(Data for review):

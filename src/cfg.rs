use serde::Deserialize;

fn default_window_capacity() -> usize {
    10
}

fn default_phase_altitude_m() -> f64 {
    1_500.0
}

/// Tracker configuration. The defaults match the recorded-track
/// conventions this crate is normally fed with.
#[derive(Debug, Clone, PartialEq, Deserialize)]
pub struct Config {
    /// Number of recent GPS fixes retained for the kinematic window.
    #[serde(default = "default_window_capacity")]
    pub window_capacity: usize,

    /// Altitude threshold (meters) of the arrival estimator's phase
    /// filter. Samples at or below it count as ground/takeoff/landing
    /// noise and are excluded from route matching.
    #[serde(default = "default_phase_altitude_m")]
    pub phase_altitude_m: f64,
}

impl Default for Config {
    fn default() -> Self {
        Self {
            window_capacity: default_window_capacity(),
            phase_altitude_m: default_phase_altitude_m(),
        }
    }
}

(What to produce):
Give back every line of the listing where the word "serde" shows up.

(Expected answer):
use serde::Deserialize;
    #[serde(default = "default_window_capacity")]
    #[serde(default = "default_phase_altitude_m")]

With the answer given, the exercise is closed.